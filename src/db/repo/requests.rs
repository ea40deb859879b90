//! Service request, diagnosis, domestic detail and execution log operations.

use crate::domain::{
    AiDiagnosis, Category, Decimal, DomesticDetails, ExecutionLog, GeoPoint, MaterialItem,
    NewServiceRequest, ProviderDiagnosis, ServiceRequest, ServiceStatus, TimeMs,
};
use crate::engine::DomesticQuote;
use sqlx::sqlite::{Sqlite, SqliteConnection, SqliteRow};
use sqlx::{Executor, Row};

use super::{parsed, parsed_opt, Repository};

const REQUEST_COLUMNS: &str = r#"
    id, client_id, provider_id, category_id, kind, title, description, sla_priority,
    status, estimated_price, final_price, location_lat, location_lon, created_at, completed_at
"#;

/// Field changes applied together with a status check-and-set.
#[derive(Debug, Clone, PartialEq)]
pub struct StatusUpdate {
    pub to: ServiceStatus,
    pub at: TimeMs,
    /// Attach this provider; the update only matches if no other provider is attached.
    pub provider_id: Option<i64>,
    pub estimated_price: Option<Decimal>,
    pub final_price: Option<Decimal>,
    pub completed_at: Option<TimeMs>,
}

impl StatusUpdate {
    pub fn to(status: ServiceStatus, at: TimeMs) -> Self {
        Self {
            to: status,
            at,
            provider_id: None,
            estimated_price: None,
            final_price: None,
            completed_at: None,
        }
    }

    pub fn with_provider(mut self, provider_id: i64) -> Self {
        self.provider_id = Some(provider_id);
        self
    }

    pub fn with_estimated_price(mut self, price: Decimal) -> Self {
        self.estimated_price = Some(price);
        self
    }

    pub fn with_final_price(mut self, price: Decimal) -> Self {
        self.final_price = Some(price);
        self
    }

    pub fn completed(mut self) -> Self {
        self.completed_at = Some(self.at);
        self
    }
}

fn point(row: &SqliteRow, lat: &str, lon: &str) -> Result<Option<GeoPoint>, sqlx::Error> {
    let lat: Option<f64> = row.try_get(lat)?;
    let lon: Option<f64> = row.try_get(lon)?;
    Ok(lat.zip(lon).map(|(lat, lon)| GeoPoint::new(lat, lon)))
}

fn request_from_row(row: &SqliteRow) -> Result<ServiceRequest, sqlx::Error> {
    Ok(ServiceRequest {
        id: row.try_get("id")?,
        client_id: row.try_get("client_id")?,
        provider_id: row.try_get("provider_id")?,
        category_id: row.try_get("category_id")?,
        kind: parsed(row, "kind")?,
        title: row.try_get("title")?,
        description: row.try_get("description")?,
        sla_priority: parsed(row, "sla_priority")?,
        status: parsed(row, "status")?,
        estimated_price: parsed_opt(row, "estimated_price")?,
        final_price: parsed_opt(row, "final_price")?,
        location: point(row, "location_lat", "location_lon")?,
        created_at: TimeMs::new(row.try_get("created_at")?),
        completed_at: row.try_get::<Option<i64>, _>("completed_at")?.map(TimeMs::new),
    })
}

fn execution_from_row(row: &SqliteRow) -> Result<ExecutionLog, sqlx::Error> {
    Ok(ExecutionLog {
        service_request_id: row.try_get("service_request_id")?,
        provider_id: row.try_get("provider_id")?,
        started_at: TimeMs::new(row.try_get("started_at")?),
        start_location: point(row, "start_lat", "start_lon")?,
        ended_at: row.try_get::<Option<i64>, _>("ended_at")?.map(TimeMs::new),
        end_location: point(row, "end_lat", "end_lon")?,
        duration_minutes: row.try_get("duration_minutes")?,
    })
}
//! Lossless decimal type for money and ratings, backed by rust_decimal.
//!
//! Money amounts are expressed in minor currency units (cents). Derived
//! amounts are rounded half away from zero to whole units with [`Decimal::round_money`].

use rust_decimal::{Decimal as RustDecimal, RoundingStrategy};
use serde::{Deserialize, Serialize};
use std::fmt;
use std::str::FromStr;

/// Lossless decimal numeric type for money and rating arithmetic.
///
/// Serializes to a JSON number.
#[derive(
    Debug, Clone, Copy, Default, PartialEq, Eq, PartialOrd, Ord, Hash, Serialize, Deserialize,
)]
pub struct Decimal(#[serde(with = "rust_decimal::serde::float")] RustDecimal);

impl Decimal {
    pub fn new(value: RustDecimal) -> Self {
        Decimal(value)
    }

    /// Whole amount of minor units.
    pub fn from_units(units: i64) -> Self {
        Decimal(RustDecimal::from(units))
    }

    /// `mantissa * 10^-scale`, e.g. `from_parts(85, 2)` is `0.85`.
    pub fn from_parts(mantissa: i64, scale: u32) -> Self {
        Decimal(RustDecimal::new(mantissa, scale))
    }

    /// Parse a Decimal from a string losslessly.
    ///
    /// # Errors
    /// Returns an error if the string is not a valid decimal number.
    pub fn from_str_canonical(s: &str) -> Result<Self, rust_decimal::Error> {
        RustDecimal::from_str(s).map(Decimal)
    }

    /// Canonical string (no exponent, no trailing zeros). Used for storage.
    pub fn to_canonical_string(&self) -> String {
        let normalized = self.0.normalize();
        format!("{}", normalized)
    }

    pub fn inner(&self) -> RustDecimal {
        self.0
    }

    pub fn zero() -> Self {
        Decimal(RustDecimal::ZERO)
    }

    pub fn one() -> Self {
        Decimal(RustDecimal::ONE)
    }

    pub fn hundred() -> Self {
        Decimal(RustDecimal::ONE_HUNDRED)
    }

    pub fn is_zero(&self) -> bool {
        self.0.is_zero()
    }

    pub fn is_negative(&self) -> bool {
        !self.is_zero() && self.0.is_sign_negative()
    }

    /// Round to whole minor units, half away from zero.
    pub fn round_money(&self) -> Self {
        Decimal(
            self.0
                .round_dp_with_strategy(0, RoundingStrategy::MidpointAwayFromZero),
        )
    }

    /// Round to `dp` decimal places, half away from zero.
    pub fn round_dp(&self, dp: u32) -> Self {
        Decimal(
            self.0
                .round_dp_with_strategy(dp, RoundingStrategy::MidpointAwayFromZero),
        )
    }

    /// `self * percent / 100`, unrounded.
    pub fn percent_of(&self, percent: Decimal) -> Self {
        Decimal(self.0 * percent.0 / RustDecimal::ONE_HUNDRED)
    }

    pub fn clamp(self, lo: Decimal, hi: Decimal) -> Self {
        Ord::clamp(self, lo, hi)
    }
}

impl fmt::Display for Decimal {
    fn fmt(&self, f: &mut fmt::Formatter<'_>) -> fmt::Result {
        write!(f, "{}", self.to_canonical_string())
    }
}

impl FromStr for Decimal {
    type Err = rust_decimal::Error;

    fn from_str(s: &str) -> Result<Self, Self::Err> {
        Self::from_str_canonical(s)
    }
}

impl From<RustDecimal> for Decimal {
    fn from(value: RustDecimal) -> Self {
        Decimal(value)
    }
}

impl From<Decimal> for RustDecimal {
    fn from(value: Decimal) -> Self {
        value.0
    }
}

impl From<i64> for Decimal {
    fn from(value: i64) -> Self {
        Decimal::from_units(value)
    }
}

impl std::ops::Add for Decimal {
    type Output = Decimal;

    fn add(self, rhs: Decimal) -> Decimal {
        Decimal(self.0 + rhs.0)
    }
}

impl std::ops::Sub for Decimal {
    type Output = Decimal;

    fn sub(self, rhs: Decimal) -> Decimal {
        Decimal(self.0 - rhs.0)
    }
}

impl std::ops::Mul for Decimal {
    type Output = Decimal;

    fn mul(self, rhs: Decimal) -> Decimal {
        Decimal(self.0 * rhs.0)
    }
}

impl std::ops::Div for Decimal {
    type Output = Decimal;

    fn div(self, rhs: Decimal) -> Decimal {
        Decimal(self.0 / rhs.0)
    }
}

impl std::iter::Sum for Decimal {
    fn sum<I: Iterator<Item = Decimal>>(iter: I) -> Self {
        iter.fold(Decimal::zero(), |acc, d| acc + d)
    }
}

▬▬▬

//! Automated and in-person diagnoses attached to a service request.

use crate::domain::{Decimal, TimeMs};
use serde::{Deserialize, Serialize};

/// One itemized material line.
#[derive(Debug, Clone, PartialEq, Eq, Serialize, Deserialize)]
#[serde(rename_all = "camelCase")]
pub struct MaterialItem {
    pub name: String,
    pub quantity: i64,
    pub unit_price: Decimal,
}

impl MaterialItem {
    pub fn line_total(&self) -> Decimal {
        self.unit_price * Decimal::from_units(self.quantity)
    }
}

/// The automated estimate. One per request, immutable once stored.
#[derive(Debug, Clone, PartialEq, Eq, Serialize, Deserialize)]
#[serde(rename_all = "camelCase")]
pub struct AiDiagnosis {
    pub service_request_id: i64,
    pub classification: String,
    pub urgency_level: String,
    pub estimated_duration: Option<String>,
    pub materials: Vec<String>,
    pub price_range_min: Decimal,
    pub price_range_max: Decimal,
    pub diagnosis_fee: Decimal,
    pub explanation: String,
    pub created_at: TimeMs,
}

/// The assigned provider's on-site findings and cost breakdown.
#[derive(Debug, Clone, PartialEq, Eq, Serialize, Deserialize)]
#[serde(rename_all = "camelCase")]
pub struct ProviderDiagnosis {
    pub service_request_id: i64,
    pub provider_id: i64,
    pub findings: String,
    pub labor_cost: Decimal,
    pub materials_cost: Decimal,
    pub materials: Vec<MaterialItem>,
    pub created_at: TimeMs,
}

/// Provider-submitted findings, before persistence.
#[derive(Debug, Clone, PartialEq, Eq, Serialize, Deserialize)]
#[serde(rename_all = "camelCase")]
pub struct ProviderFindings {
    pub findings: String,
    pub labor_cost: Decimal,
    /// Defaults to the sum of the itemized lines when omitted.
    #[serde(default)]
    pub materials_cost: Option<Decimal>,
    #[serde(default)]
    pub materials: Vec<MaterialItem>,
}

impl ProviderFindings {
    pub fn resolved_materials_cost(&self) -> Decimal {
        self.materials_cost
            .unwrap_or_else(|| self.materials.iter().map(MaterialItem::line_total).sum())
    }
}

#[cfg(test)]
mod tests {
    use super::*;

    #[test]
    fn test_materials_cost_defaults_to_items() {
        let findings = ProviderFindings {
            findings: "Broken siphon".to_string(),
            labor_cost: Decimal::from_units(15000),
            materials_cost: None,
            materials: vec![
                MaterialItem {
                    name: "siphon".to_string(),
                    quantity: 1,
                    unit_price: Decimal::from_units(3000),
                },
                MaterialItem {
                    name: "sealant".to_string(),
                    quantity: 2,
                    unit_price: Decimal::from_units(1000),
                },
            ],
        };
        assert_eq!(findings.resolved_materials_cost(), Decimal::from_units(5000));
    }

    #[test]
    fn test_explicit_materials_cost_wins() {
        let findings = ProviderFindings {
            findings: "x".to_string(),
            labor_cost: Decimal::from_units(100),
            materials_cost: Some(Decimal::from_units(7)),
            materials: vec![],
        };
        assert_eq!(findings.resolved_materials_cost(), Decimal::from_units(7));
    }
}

▬▬▬

REQUIREMENT: Look above for the line holding "provider is attached.", then set down exactly that line and every line after it up to and including the line holding "pub fn with_provider(mut", with nothing else.

TASK SOLUTION:
    /// Attach this provider; the update only matches if no other provider is attached.
    pub provider_id: Option<i64>,
    pub estimated_price: Option<Decimal>,
    pub final_price: Option<Decimal>,
    pub completed_at: Option<TimeMs>,
}

impl StatusUpdate {
    pub fn to(status: ServiceStatus, at: TimeMs) -> Self {
        Self {
            to: status,
            at,
            provider_id: None,
            estimated_price: None,
            final_price: None,
            completed_at: None,
        }
    }

    pub fn with_provider(mut self, provider_id: i64) -> Self {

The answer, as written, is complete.